Lake County >> Luther Jones spent nearly two decades locked up for a crime he didn’t commit. This week, the terminally ill 71-year-old inmate was released after his supposed victim said the child abuse claims that put him in jail for 18 years were lies her mother allegedly coached her to tell.
The woman, now 30, who was supposedly molested by Jones when she was 10 years old came forward on Feb. 9 when she contacted the victim witness division of the Lake County District Attorney’s (DA) Office and said her testimony was a sham, according to court documents filed by DA Don Anderson. Two days later, DA investigator Denise Hinchcliff and deputy DA Ed Borg conducted an interview during which she fully recanted her accusations.
Hinchcliff reported that she decided to come clean because “she was tired of having a ‘heavy heart’ about Luther Jones.” The woman had confided with some family members that her accusations were false, and it was her grandmother who encouraged her to confess earlier this month.
She said the likely motive was that her mother, Elizabeth Woods, was involved in a custody dispute with Jones over their 2-year-old child. It remains to be seen whether the DA’s office will seek charges against Woods.
According to court documents, Jones received custody of the girl on Aug. 28, 1996, just two days prior to when the supposed victim, then a fifth grader, told her principal at Lower Lake Elementary School she was abused.

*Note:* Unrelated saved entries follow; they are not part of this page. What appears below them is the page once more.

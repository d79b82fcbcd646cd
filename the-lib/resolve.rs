//! Mapping a live selection onto the last committed snapshot.
//!
//! Uncommitted insertions and deletions shift line numbers, so the range a
//! user selects in the working copy is generally not the range the history
//! query has to be asked about. The mapping walks a whole-file diff of the
//! working copy against the last commit and keeps a running *surplus*: the
//! number of live lines added minus the number removed so far. A HEAD line
//! `h` corresponds to live line `t` when `t - surplus == h`.
//!
//! The start boundary is located through its anchor, the line *before* the
//! region (line 0 being the virtual line above the first one), and the mapped
//! start is `anchor + 1`. The end boundary is mapped directly. History queries
//! and hunk parsing are calibrated to this convention.

use crate::{
  error::{
    Error,
    Query,
    Result,
  },
  hunk::{
    self,
    DiffBlock,
    LineKind,
  },
  range::LineRange,
};

/// Maps `live` onto the line numbering of the last commit, given the working
/// copy diff for the whole file.
///
/// Empty diff output means there are no uncommitted edits and the mapping is
/// the identity. Fails with [`Error::NoMapping`] when a boundary only exists in
/// uncommitted content.
pub fn resolve(live: LineRange, working_diff: &str) -> Result<LineRange> {
  let blocks = parse_working_diff(working_diff)?;
  if blocks.is_empty() {
    return Ok(live);
  }

  let mut mapper = BoundaryMapper::new(live);
  for block in &blocks {
    mapper.feed(block);
    if mapper.end.is_some() {
      break;
    }
  }
  mapper.finish()
}

/// The text of `head` in the last committed snapshot, recovered from the old
/// side of the working copy diff.
///
/// Returns `None` when the diff is empty, in which case the committed text is
/// the live text.
pub fn head_text(head: LineRange, working_diff: &str) -> Result<Option<String>> {
  let blocks = parse_working_diff(working_diff)?;
  if blocks.is_empty() {
    return Ok(None);
  }

  let mut text = String::new();
  let mut found = 0;
  for block in &blocks {
    let mut line = block.header.old_lines_before();
    for run in &block.hunks {
      if run.kind == LineKind::Added {
        continue;
      }
      for content in &run.lines {
        line += 1;
        if head.contains(line) {
          text.push_str(content);
          found += 1;
        }
      }
    }
  }

  if found != head.len() {
    return Err(Error::query_failed(
      Query::WorkingDiff,
      format!("diff does not cover lines {}-{}", head.start(), head.end()),
    ));
  }
  Ok(Some(text))
}

fn parse_working_diff(working_diff: &str) -> Result<Vec<DiffBlock>> {
  let blocks = hunk::parse_blocks(working_diff, Query::WorkingDiff)?;
  if blocks.is_empty() && !working_diff.trim().is_empty() {
    return Err(Error::query_failed(
      Query::WorkingDiff,
      "no hunk header in diff output",
    ));
  }
  Ok(blocks)
}

struct BoundaryMapper {
  live:    LineRange,
  anchor:  usize,
  head:    usize,
  surplus: isize,
  start:   Option<usize>,
  end:     Option<usize>,
}

impl BoundaryMapper {
  fn new(live: LineRange) -> Self {
    let anchor = live.start() - 1;
    Self {
      live,
      anchor,
      head: 0,
      surplus: 0,
      start: (anchor == 0).then_some(0),
      end: None,
    }
  }

  /// The HEAD line that live line `target` lands on at the current surplus.
  fn head_of(&self, target: usize) -> isize {
    target as isize - self.surplus
  }

  fn feed(&mut self, block: &DiffBlock) {
    // lines between two blocks are unchanged
    self.skip_unchanged(block.header.old_lines_before());

    for run in &block.hunks {
      for _ in &run.lines {
        if self.end.is_some() {
          return;
        }
        self.step(run.kind);
      }
    }
  }

  fn step(&mut self, kind: LineKind) {
    match kind {
      LineKind::Added => {
        self.surplus += 1;
        // the anchor may be an added line; the region then starts at the next
        // HEAD line
        if self.start.is_none() && self.head_of(self.anchor) == self.head as isize {
          self.start = Some(self.head);
        }
      },
      // a removed line has no live counterpart, so neither boundary can land
      // on it
      LineKind::Removed => {
        self.head += 1;
        self.surplus -= 1;
      },
      LineKind::Context => {
        self.head += 1;
        if self.start.is_none() && self.head_of(self.anchor) == self.head as isize {
          self.start = Some(self.head);
        }
        if self.end.is_none() && self.head_of(self.live.end()) == self.head as isize {
          self.end = Some(self.head);
        }
      },
    }
  }

  fn skip_unchanged(&mut self, upto: usize) {
    if upto <= self.head {
      return;
    }
    let gap = self.head as isize + 1..=upto as isize;
    if self.start.is_none() && gap.contains(&self.head_of(self.anchor)) {
      self.start = Some(self.head_of(self.anchor) as usize);
    }
    if self.end.is_none() && gap.contains(&self.head_of(self.live.end())) {
      self.end = Some(self.head_of(self.live.end()) as usize);
    }
    self.head = upto;
  }

  fn finish(mut self) -> Result<LineRange> {
    // everything after the last block is unchanged as well
    if self.end.is_none() {
      let tail = self.head_of(self.live.end());
      if tail > self.head as isize {
        self.skip_unchanged(tail as usize);
      }
    }
    if self.start.is_none() {
      let tail = self.head_of(self.anchor);
      if tail > self.head as isize {
        self.start = Some(tail as usize);
      }
    }

    let no_mapping = Error::NoMapping {
      start: self.live.start(),
      end:   self.live.end(),
    };
    match (self.start, self.end) {
      (Some(anchor), Some(end)) if anchor < end => LineRange::new(anchor + 1, end),
      _ => Err(no_mapping),
    }
  }
}
use std::{
  io::ErrorKind,
  path::{
    Path,
    PathBuf,
  },
};

use eyre::{
  Context,
  Result,
};
use serde::Deserialize;

#[derive(Debug, Clone, PartialEq, Eq, Default, Deserialize)]
#[serde(rename_all = "kebab-case", default, deny_unknown_fields)]
pub struct Config {
  pub vcs:     VcsConfig,
  pub history: HistoryConfig,
}

#[derive(Debug, Clone, PartialEq, Eq, Deserialize)]
#[serde(rename_all = "kebab-case", default, deny_unknown_fields)]
pub struct VcsConfig {
  /// Executable answering the diff and log queries.
  pub program: String,
}

impl Default for VcsConfig {
  fn default() -> Self {
    Self {
      program: "git".to_owned(),
    }
  }
}

#[derive(Debug, Clone, PartialEq, Eq, Default, Deserialize)]
#[serde(rename_all = "kebab-case", default, deny_unknown_fields)]
pub struct HistoryConfig {
  /// Most commits a walk goes back, unlimited when unset.
  pub max_commits: Option<usize>,
}

impl Config {
  /// User config merged with the config of the workspace containing `dir`.
  pub fn load(dir: impl AsRef<Path>) -> Result<Self> {
    Self::load_files([crate::config_file(), crate::workspace_config_file(dir)])
  }

  /// Merges `files` in order, later ones taking precedence. Missing files are
  /// skipped.
  pub fn load_files(files: impl IntoIterator<Item = PathBuf>) -> Result<Self> {
    let mut merged = toml::Value::Table(toml::Table::new());
    for file in files {
      let text = match std::fs::read_to_string(&file) {
        Ok(text) => text,
        Err(err) if err.kind() == ErrorKind::NotFound => continue,
        Err(err) => {
          return Err(err).wrap_err_with(|| format!("failed to read {}", file.display()));
        },
      };
      let value: toml::Value =
        toml::from_str(&text).wrap_err_with(|| format!("failed to parse {}", file.display()))?;
      log::debug!("loaded config from {}", file.display());
      merged = crate::merge_toml_values(merged, value, 3);
    }
    merged.try_into().context("invalid configuration")
  }
}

The woman detailed the elaborate false story which she testified in court saying that Jones molested her five times. In one instance she said he slapped her when she resisted his advances and said he told her “If you tell anybody, I’ll track you down like a dog and shoot you.”
Jones denied the statements during the 1998 trial, but was ultimately found guilty on four different counts on April 8 and was sentenced to 27 years in prison two months later.
With the woman’s new testimony, Anderson successfully petitioned on Tuesday at the Lake County Courthouse for Jones to be released.
“Judge Andrew Blum cut through what might have otherwise been a tremendous and needless delay by eliminating a later hearing and making the order for release then and there,” attorney Angela Carter said in an email on Tuesday after his ruling. “Judge Blum didn’t let one more day pass, he ordered that Mr. Jones be immediately released … He used his judicial authority to right a wrong.”
At the time of Blum’s decision, Jones was in custody at San Joaquin General Hospital in Stockton due to his failing health related to his kidney and liver. He was released on Wednesday into the custody of his son who resides in Lake County.
“Hopefully he lives long enough to enjoy some freedom at the end of his life,” Carter said.